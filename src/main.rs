use std::sync::Arc;

use anyhow::Context;
use aws_lambda_events::event::s3::S3Event;
use lambda_runtime::{LambdaEvent, run, service_fn};

use s3_notify::handler::{HandlerContext, handler};
use s3_notify::storage::S3Storage;

#[tokio::main]
async fn main() -> Result<(), lambda_runtime::Error> {
    // Initialize tracing
    tracing_subscriber::fmt()
        .with_env_filter(
            tracing_subscriber::EnvFilter::try_from_default_env()
                .unwrap_or_else(|_| tracing_subscriber::EnvFilter::new("info")),
        )
        .with_target(false)
        .without_time()
        .init();

    tracing::info!(version = env!("CARGO_PKG_VERSION"), "s3-notify starting");

    let storage = S3Storage::from_env().await;
    let http = reqwest::Client::builder()
        .user_agent(concat!("s3-notify/", env!("CARGO_PKG_VERSION")))
        .build()
        .context("failed to build HTTP client")?;

    let ctx = Arc::new(HandlerContext::new(Arc::new(storage), http));

    let func = service_fn(move |event: LambdaEvent<S3Event>| {
        let ctx = Arc::clone(&ctx);
        async move { handler(&ctx, event).await }
    });

    run(func).await
}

.....

**Instructions to follow:** Determine how many lines in the data above contain the string "LambdaEvent". Give nothing except the number.

**Answer below:** 2